Many GCF projects are international in nature. The Acumen Resilient Agriculture Fund (ARAF) will improve climate resilience to ensure long term sustainable increases in agricultural productivity and incomes for smallholder farmers, with $56m invested to benefit farmers in Nigeria, Ghana, Kenya and Uganda over 12 years. It will support innovative private social entrepreneurs in micro-, small, and medium-sized enterprises by providing aggregator and digital platforms, plus innovative financial services, to smallholder farmers.

Applications to the GCF require 30 years of detailed climate data, so in December the African Development Bank (AfDB) and the Global Center on Adaptation (GCA) launched a new initiative under the Africa Adaptation Acceleration Programme to help African countries acquire climate data, tools and methodologies to support their GCF applications. At least four proposals will be selected each year for additional technical assistance and guidance by the AfDB, GCA and partners.

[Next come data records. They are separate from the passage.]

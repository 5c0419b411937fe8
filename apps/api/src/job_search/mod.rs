//! Job Search Client: the single point of entry for Adzuna job-search calls.
//!
//! One GET per upload, first page only, no retries. Failures never leave this
//! module: callers get an empty result list and a `SearchStatus` telling them
//! whether the service answered.

use anyhow::{anyhow, Context, Result};
use reqwest::{Client, Url};
use serde::{Deserialize, Serialize};
use thiserror::Error;
use tracing::{debug, warn};

use crate::config::Config;

/// An Adzuna job listing, passed through untouched.
pub type JobResult = serde_json::Value;

#[derive(Debug, Error)]
enum JobSearchError {
    #[error("HTTP error: {0}")]
    Http(#[from] reqwest::Error),

    #[error("API error (status {status}): {message}")]
    Api { status: u16, message: String },
}

/// Whether the search service produced an answer. `jobs` is empty both when
/// nothing matched and when the service could not be reached.
#[derive(Debug, Clone, Copy, PartialEq, Eq, Serialize)]
#[serde(rename_all = "snake_case")]
pub enum SearchStatus {
    Ok,
    Unavailable,
}

#[derive(Debug, Clone)]
pub struct SearchOutcome {
    pub jobs: Vec<JobResult>,
    pub status: SearchStatus,
}

#[derive(Debug, Deserialize)]
struct SearchResponse {
    /// Absent or `null` both mean an answered search with no listings.
    #[serde(default)]
    results: Option<Vec<JobResult>>,
}

#[derive(Clone)]
pub struct JobSearchClient {
    client: Client,
    endpoint: Url,
    app_id: String,
    app_key: String,
    location: String,
    results_per_page: u32,
}

impl JobSearchClient {
    pub fn new(config: &Config) -> Result<Self> {
        let mut endpoint = Url::parse(&config.adzuna_base_url)
            .with_context(|| format!("Invalid ADZUNA_BASE_URL '{}'", config.adzuna_base_url))?;
        // Appended, so a base URL with a path prefix keeps it.
        endpoint
            .path_segments_mut()
            .map_err(|_| {
                anyhow!("ADZUNA_BASE_URL '{}' cannot carry a path", config.adzuna_base_url)
            })?
            .pop_if_empty()
            .extend(["v1", "api", "jobs", config.adzuna_country.as_str(), "search", "1"]);

        Ok(Self {
            client: Client::new(),
            endpoint,
            app_id: config.adzuna_app_id.clone(),
            app_key: config.adzuna_app_key.clone(),
            location: config.job_location.clone(),
            results_per_page: config.results_per_page,
        })
    }

    /// Builds the search URL: keywords joined with a single space go into `what`.
    pub fn search_url(&self, keywords: &[String]) -> Url {
        let mut url = self.endpoint.clone();
        url.query_pairs_mut()
            .append_pair("app_id", &self.app_id)
            .append_pair("app_key", &self.app_key)
            .append_pair("results_per_page", &self.results_per_page.to_string())
            .append_pair("what", &keywords.join(" "))
            .append_pair("where", &self.location)
            .append_pair("content-type", "application/json");
        url
    }

    /// Returns the listings for `keywords`, or an empty list on any failure.
    #[cfg(test)]
    pub async fn search(&self, keywords: &[String]) -> Vec<JobResult> {
        self.search_outcome(keywords).await.jobs
    }

    pub async fn search_outcome(&self, keywords: &[String]) -> SearchOutcome {
        match self.fetch(keywords).await {
            Ok(jobs) => {
                debug!("Job search returned {} results", jobs.len());
                SearchOutcome {
                    jobs,
                    status: SearchStatus::Ok,
                }
            }
            Err(e) => {
                warn!("Job search failed, continuing without results: {e}");
                SearchOutcome {
                    jobs: Vec::new(),
                    status: SearchStatus::Unavailable,
                }
            }
        }
    }

    async fn fetch(&self, keywords: &[String]) -> Result<Vec<JobResult>, JobSearchError> {
        // without_url(): the request URL carries the app key.
        let response = self
            .client
            .get(self.search_url(keywords))
            .send()
            .await
            .map_err(|e| e.without_url())?;

        let status = response.status();
        if !status.is_success() {
            let message = response.text().await.unwrap_or_default();
            return Err(JobSearchError::Api {
                status: status.as_u16(),
                message,
            });
        }

        let body: SearchResponse = response.json().await.map_err(|e| e.without_url())?;
        Ok(body.results.unwrap_or_default())
    }
}

#[cfg(test)]
mod tests {
    use super::*;
    use httpmock::prelude::*;
    use serde_json::json;

    const SEARCH_PATH: &str = "/v1/api/jobs/in/search/1";

    fn client_for(base_url: &str) -> JobSearchClient {
        JobSearchClient::new(&Config::for_tests("uploads", base_url)).unwrap()
    }

    fn keywords(items: &[&str]) -> Vec<String> {
        items.iter().map(|s| s.to_string()).collect()
    }

    #[test]
    fn test_search_url_encodes_joined_keywords() {
        let client = client_for("https://api.adzuna.com");
        let url = client.search_url(&keywords(&["supply chains", "Mumbai"]));

        assert_eq!(url.path(), SEARCH_PATH);
        let pairs: Vec<(String, String)> = url.query_pairs().into_owned().collect();
        assert!(pairs.contains(&("what".to_string(), "supply chains Mumbai".to_string())));
        assert!(pairs.contains(&("where".to_string(), "India".to_string())));
        assert!(pairs.contains(&("results_per_page".to_string(), "5".to_string())));
        assert!(pairs.contains(&("app_id".to_string(), "test-app-id".to_string())));
        assert!(pairs.contains(&("app_key".to_string(), "test-app-key".to_string())));
        assert!(!url.as_str().contains("supply chains"));
    }

    #[test]
    fn test_base_url_path_prefix_is_kept() {
        for base in ["http://proxy.local/adzuna", "http://proxy.local/adzuna/"] {
            let url = client_for(base).search_url(&keywords(&["rust"]));
            assert_eq!(url.path(), "/adzuna/v1/api/jobs/in/search/1", "base {base}");
        }
    }

    #[test]
    fn test_non_hierarchical_base_url_is_rejected() {
        let config = Config::for_tests("uploads", "mailto:jobs@example.com");
        assert!(JobSearchClient::new(&config).is_err());
    }

    #[test]
    fn test_invalid_base_url_is_rejected() {
        let config = Config::for_tests("uploads", "not a url");
        assert!(JobSearchClient::new(&config).is_err());
    }

    #[tokio::test]
    async fn test_search_returns_results_field() {
        let server = MockServer::start_async().await;
        let mock = server
            .mock_async(|when, then| {
                when.method(GET)
                    .path(SEARCH_PATH)
                    .query_param("what", "rust")
                    .query_param("where", "India")
                    .query_param("results_per_page", "5");
                then.status(200).json_body(json!({
                    "count": 2,
                    "results": [
                        {"title": "Rust Developer", "location": {"display_name": "Pune"}},
                        {"title": "Systems Engineer", "location": {"display_name": "Mumbai"}}
                    ]
                }));
            })
            .await;

        let client = client_for(&server.base_url());
        let outcome = client.search_outcome(&keywords(&["rust"])).await;

        mock.assert_async().await;
        assert_eq!(outcome.status, SearchStatus::Ok);
        assert_eq!(outcome.jobs.len(), 2);
        assert_eq!(outcome.jobs[0]["title"], "Rust Developer");
    }

    #[tokio::test]
    async fn test_missing_results_field_is_empty_but_ok() {
        let server = MockServer::start_async().await;
        server
            .mock_async(|when, then| {
                when.method(GET).path(SEARCH_PATH);
                then.status(200).json_body(json!({"count": 0}));
            })
            .await;

        let outcome = client_for(&server.base_url())
            .search_outcome(&keywords(&["astronaut"]))
            .await;
        assert!(outcome.jobs.is_empty());
        assert_eq!(outcome.status, SearchStatus::Ok);
    }

    #[tokio::test]
    async fn test_null_results_field_is_empty_but_ok() {
        let server = MockServer::start_async().await;
        server
            .mock_async(|when, then| {
                when.method(GET).path(SEARCH_PATH);
                then.status(200).json_body(json!({"count": 0, "results": null}));
            })
            .await;

        let outcome = client_for(&server.base_url())
            .search_outcome(&keywords(&["astronaut"]))
            .await;
        assert!(outcome.jobs.is_empty());
        assert_eq!(outcome.status, SearchStatus::Ok);
    }

    #[tokio::test]
    async fn test_non_success_status_yields_empty() {
        let server = MockServer::start_async().await;
        server
            .mock_async(|when, then| {
                when.method(GET).path(SEARCH_PATH);
                then.status(401).body("unauthorised");
            })
            .await;

        let outcome = client_for(&server.base_url())
            .search_outcome(&keywords(&["rust"]))
            .await;
        assert!(outcome.jobs.is_empty());
        assert_eq!(outcome.status, SearchStatus::Unavailable);
    }

    #[tokio::test]
    async fn test_malformed_body_yields_empty() {
        let server = MockServer::start_async().await;
        server
            .mock_async(|when, then| {
                when.method(GET).path(SEARCH_PATH);
                then.status(200).body("<html>maintenance</html>");
            })
            .await;

        let jobs = client_for(&server.base_url())
            .search(&keywords(&["rust"]))
            .await;
        assert!(jobs.is_empty());
    }

    #[tokio::test]
    async fn test_network_error_yields_empty() {
        // Nothing listens on port 1.
        let outcome = client_for("http://127.0.0.1:1")
            .search_outcome(&keywords(&["rust"]))
            .await;
        assert!(outcome.jobs.is_empty());
        assert_eq!(outcome.status, SearchStatus::Unavailable);
    }
}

Making the required adaptation is going to require large-scale, sustained investment through partnerships with African countries. As GCA CEO Verkooijen said at the third Finance in Common Summit in Abidjan: “Cop26 delivered a breakthrough with commitments to place adaptation firmly on the global agenda by doubling adaptation finance. You have one shot to deliver on this pledge. Africa can no longer wait. The Covid crisis has demonstrated that trillions of dollars can be mobilised by the international community overnight. We need to match the same bold ambition for the fight against climate change.”